Assignment:
Should a line in the entries below contain "None", return that line.

Supplied entries:
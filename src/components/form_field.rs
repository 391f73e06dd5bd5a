//! Form Field Components
//!
//! Labeled inputs with an inline validation message.

use leptos::prelude::*;

/// Text input bound to a signal
#[component]
pub fn TextField(
    #[prop(into)] label: String,
    value: RwSignal<String>,
    /// Validation message for this field, if any
    #[prop(optional, into)] error: MaybeProp<String>,
    #[prop(optional, into)] input_type: Option<String>,
    #[prop(optional, into)] placeholder: String,
) -> impl IntoView {
    let input_type = input_type.unwrap_or_else(|| "text".to_string());

    view! {
        <label class=move || if error.get().is_some() { "form-field invalid" } else { "form-field" }>
            <span class="form-label">{label}</span>
            <input
                type=input_type
                placeholder=placeholder
                prop:value=move || value.get()
                on:input=move |ev| value.set(event_target_value(&ev))
            />
            {move || error.get().map(|msg| view! { <span class="field-error">{msg}</span> })}
        </label>
    }
}

#[component]
pub fn CheckboxField(
    #[prop(into)] label: String,
    checked: RwSignal<bool>,
    #[prop(optional, into)] error: MaybeProp<String>,
) -> impl IntoView {
    view! {
        <label class="form-field checkbox">
            <input
                type="checkbox"
                prop:checked=move || checked.get()
                on:change=move |ev| checked.set(event_target_checked(&ev))
            />
            <span class="form-label">{label}</span>
            {move || error.get().map(|msg| view! { <span class="field-error">{msg}</span> })}
        </label>
    }
}
//! Admin Vendor Approvals (fixtures)

use leptos::prelude::*;
use leptos::task::spawn_local;

use crate::models::{Vendor, VendorStatus};
use crate::services;
use crate::store::{push_toast, use_app_store, ToastKind};

/// Status transitions offered for a vendor in `status`
fn actions(status: VendorStatus) -> &'static [(VendorStatus, &'static str)] {
    match status {
        VendorStatus::Pending => &[(VendorStatus::Approved, "Approve"), (VendorStatus::Rejected, "Reject")],
        VendorStatus::Approved => &[(VendorStatus::Suspended, "Suspend")],
        VendorStatus::Suspended | VendorStatus::Rejected => &[(VendorStatus::Approved, "Reinstate")],
    }
}

#[component]
pub fn AdminVendorsPage() -> impl IntoView {
    let store = use_app_store();
    let (vendors, set_vendors) = signal(Vec::<Vendor>::new());

    spawn_local(async move {
        match services::list_vendors().await {
            Ok(loaded) => set_vendors.set(loaded),
            Err(e) => log::error!("loading vendors failed: {}", e),
        }
    });

    let change_status = move |vendor: Vendor, status: VendorStatus| {
        spawn_local(async move {
            match services::set_vendor_status(vendor, status).await {
                Ok(updated) => {
                    push_toast(&store, ToastKind::Success, format!("{} is now {}", updated.business_name, status.label()));
                    set_vendors.update(|all| {
                        if let Some(i) = all.iter().position(|v| v.id == updated.id) {
                            all[i] = updated;
                        }
                    });
                }
                Err(e) => push_toast(&store, ToastKind::Error, e.to_string()),
            }
        });
    };

    view! {
        <section class="admin-vendors">
            <h1>"Vendors"</h1>
            <table class="data-table">
                <thead>
                    <tr>
                        <th>"Business"</th>
                        <th>"Contact"</th>
                        <th>"Products"</th>
                        <th>"Joined"</th>
                        <th>"Status"</th>
                        <th></th>
                    </tr>
                </thead>
                <tbody>
                    <For
                        each=move || vendors.get()
                        key=|v| (v.id, v.status)
                        children=move |v| {
                            let buttons = actions(v.status)
                                .iter()
                                .map(|&(target, label)| {
                                    let vendor = v.clone();
                                    view! {
                                        <button class="action-btn" on:click=move |_| change_status(vendor.clone(), target)>
                                            {label}
                                        </button>
                                    }
                                })
                                .collect_view();
                            view! {
                                <tr>
                                    <td>{v.business_name.clone()}</td>
                                    <td>{v.contact_email.clone()}</td>
                                    <td>{v.product_count}</td>
                                    <td>{v.joined_on.clone()}</td>
                                    <td class=format!("vendor-status {}", v.status.label().to_lowercase())>{v.status.label()}</td>
                                    <td>{buttons}</td>
                                </tr>
                            }
                        }
                    />
                </tbody>
            </table>
        </section>
    }
}

#[cfg(test)]
mod tests {
    use super::*;

    #[test]
    fn test_pending_vendors_can_be_approved_or_rejected() {
        let targets: Vec<VendorStatus> = actions(VendorStatus::Pending).iter().map(|(s, _)| *s).collect();
        assert_eq!(targets, vec![VendorStatus::Approved, VendorStatus::Rejected]);
        assert_eq!(actions(VendorStatus::Suspended)[0].0, VendorStatus::Approved);
    }
}
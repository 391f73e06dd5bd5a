//! Mock Data
//!
//! Static fixtures rendered by the storefront and dashboards.

use crate::models::{
    Category, CategoryStatus, DashboardStats, Inspection, InspectionResult, Order, OrderStatus, Product,
    Vendor, VendorStatus,
};

fn category(id: u32, name: &str, parent_id: Option<u32>, sort_order: i32) -> Category {
    Category {
        sort_order,
        ..Category::new(id, name, parent_id)
    }
}

pub fn categories() -> Vec<Category> {
    let mut list = vec![
        category(1, "Electronics", None, 0),
        category(2, "Fashion", None, 1),
        category(3, "Home & Kitchen", None, 2),
        category(4, "Mobiles", Some(1), 0),
        category(5, "Laptops", Some(1), 1),
        category(6, "Audio", Some(1), 2),
        category(7, "Men's Wear", Some(2), 0),
        category(8, "Women's Wear", Some(2), 1),
        category(9, "Cookware", Some(3), 0),
        category(10, "Headphones", Some(6), 0),
        category(11, "Furniture", Some(3), 1),
    ];
    list[10].status = CategoryStatus::Inactive;
    list
}

fn product(
    id: u32,
    name: &str,
    category_id: u32,
    vendor_id: u32,
    price_cents: u64,
    stock: u32,
    rating: f32,
    featured: bool,
    description: &str,
) -> Product {
    Product {
        id,
        name: name.to_string(),
        category_id,
        vendor_id,
        price_cents,
        stock,
        rating,
        description: description.to_string(),
        featured,
    }
}

pub fn products() -> Vec<Product> {
    vec![
        product(1, "Aurora X2 Smartphone", 4, 1, 2_499_900, 34, 4.5, true,
            "6.5\" AMOLED display with **120Hz** refresh.\n\n- 128 GB storage\n- 5000 mAh battery\n- Dual SIM"),
        product(2, "Nimbus 14 Laptop", 5, 1, 6_899_900, 12, 4.3, true,
            "Thin and light, *1.2 kg*.\n\n| Spec | Value |\n|---|---|\n| CPU | 8-core |\n| RAM | 16 GB |"),
        product(3, "Pulse Wireless Headphones", 10, 2, 399_900, 80, 4.1, false,
            "Active noise cancellation with 30 hours of playback."),
        product(4, "Cotton Kurta", 7, 3, 129_900, 150, 4.0, true,
            "Hand-block printed, 100% cotton.\n\nMachine wash cold."),
        product(5, "Silk Saree", 8, 3, 849_900, 9, 4.8, false,
            "Pure Kanjeevaram silk with zari border."),
        product(6, "Tri-Ply Kadai", 9, 4, 219_900, 40, 4.4, true,
            "Induction friendly. ~~Aluminium~~ stainless steel body."),
        product(7, "Bluetooth Speaker", 6, 2, 179_900, 0, 3.9, false,
            "Splash-proof, 12 hours playback."),
    ]
}

pub fn orders() -> Vec<Order> {
    let order = |id, customer: &str, product_id, quantity, total_cents, status, placed_on: &str| Order {
        id,
        customer: customer.to_string(),
        product_id,
        quantity,
        total_cents,
        status,
        placed_on: placed_on.to_string(),
    };
    vec![
        order(1001, "Asha Rao", 1, 1, 2_499_900, OrderStatus::Delivered, "2024-03-02"),
        order(1002, "Vikram Shah", 4, 3, 389_700, OrderStatus::Shipped, "2024-03-05"),
        order(1003, "Meera Iyer", 6, 1, 219_900, OrderStatus::Pending, "2024-03-06"),
        order(1004, "Rohan Das", 3, 2, 799_800, OrderStatus::Cancelled, "2024-03-06"),
        order(1005, "Fatima Khan", 2, 1, 6_899_900, OrderStatus::Pending, "2024-03-07"),
    ]
}

pub fn vendors() -> Vec<Vendor> {
    let vendor = |id, business_name: &str, contact_email: &str, status, product_count, joined_on: &str| Vendor {
        id,
        business_name: business_name.to_string(),
        contact_email: contact_email.to_string(),
        status,
        product_count,
        joined_on: joined_on.to_string(),
    };
    vec![
        vendor(1, "Aurora Electronics", "sales@aurora.in", VendorStatus::Approved, 2, "2023-11-14"),
        vendor(2, "SoundWorks", "hello@soundworks.in", VendorStatus::Approved, 2, "2024-01-09"),
        vendor(3, "Kiran Textiles", "kiran@textiles.in", VendorStatus::Pending, 2, "2024-02-27"),
        vendor(4, "HomeCraft", "care@homecraft.in", VendorStatus::Suspended, 1, "2023-08-30"),
    ]
}

pub fn inspections() -> Vec<Inspection> {
    let inspection = |id, vendor_id, product_id, scheduled_for: &str, result, notes: Option<&str>| Inspection {
        id,
        vendor_id,
        product_id,
        scheduled_for: scheduled_for.to_string(),
        result,
        notes: notes.map(str::to_string),
    };
    vec![
        inspection(501, 3, 4, "2024-03-10", InspectionResult::Scheduled, None),
        inspection(502, 3, 5, "2024-03-11", InspectionResult::Scheduled, None),
        inspection(503, 1, 1, "2024-02-20", InspectionResult::Passed, Some("Packaging meets spec")),
        inspection(504, 4, 6, "2024-02-18", InspectionResult::Failed, Some("Handle rivets loose")),
    ]
}

/// Aggregates derived from the fixtures above
pub fn dashboard_stats() -> DashboardStats {
    let orders = orders();
    let vendors = vendors();
    DashboardStats {
        total_revenue_cents: orders
            .iter()
            .filter(|o| o.status != OrderStatus::Cancelled)
            .map(|o| o.total_cents)
            .sum(),
        order_count: orders.len() as u32,
        active_vendors: vendors.iter().filter(|v| v.status == VendorStatus::Approved).count() as u32,
        pending_vendors: vendors.iter().filter(|v| v.status == VendorStatus::Pending).count() as u32,
        product_count: products().len() as u32,
    }
}

#[cfg(test)]
mod tests {
    use super::*;
    use crate::category_tree::validate_categories;

    #[test]
    fn test_mock_categories_are_well_formed() {
        assert_eq!(validate_categories(&categories()), Ok(()));
    }

    #[test]
    fn test_mock_references_resolve() {
        let cats = categories();
        let vendors = vendors();
        let products = products();
        for p in &products {
            assert!(cats.iter().any(|c| c.id == p.category_id), "product {}", p.id);
            assert!(vendors.iter().any(|v| v.id == p.vendor_id), "product {}", p.id);
        }
        for o in orders() {
            assert!(products.iter().any(|p| p.id == o.product_id), "order {}", o.id);
        }
        for i in inspections() {
            assert!(products.iter().any(|p| p.id == i.product_id), "inspection {}", i.id);
        }
    }

    #[test]
    fn test_dashboard_stats() {
        let stats = dashboard_stats();
        assert_eq!(stats.order_count, 5);
        assert_eq!(stats.active_vendors, 2);
        assert_eq!(stats.pending_vendors, 1);
        assert_eq!(stats.total_revenue_cents, 2_499_900 + 389_700 + 219_900 + 6_899_900);
    }
}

Solution to this exercise:
        category(1, "Electronics", None, 0),
        category(2, "Fashion", None, 1),
        category(3, "Home & Kitchen", None, 2),
        inspection(501, 3, 4, "2024-03-10", InspectionResult::Scheduled, None),
        inspection(502, 3, 5, "2024-03-11", InspectionResult::Scheduled, None),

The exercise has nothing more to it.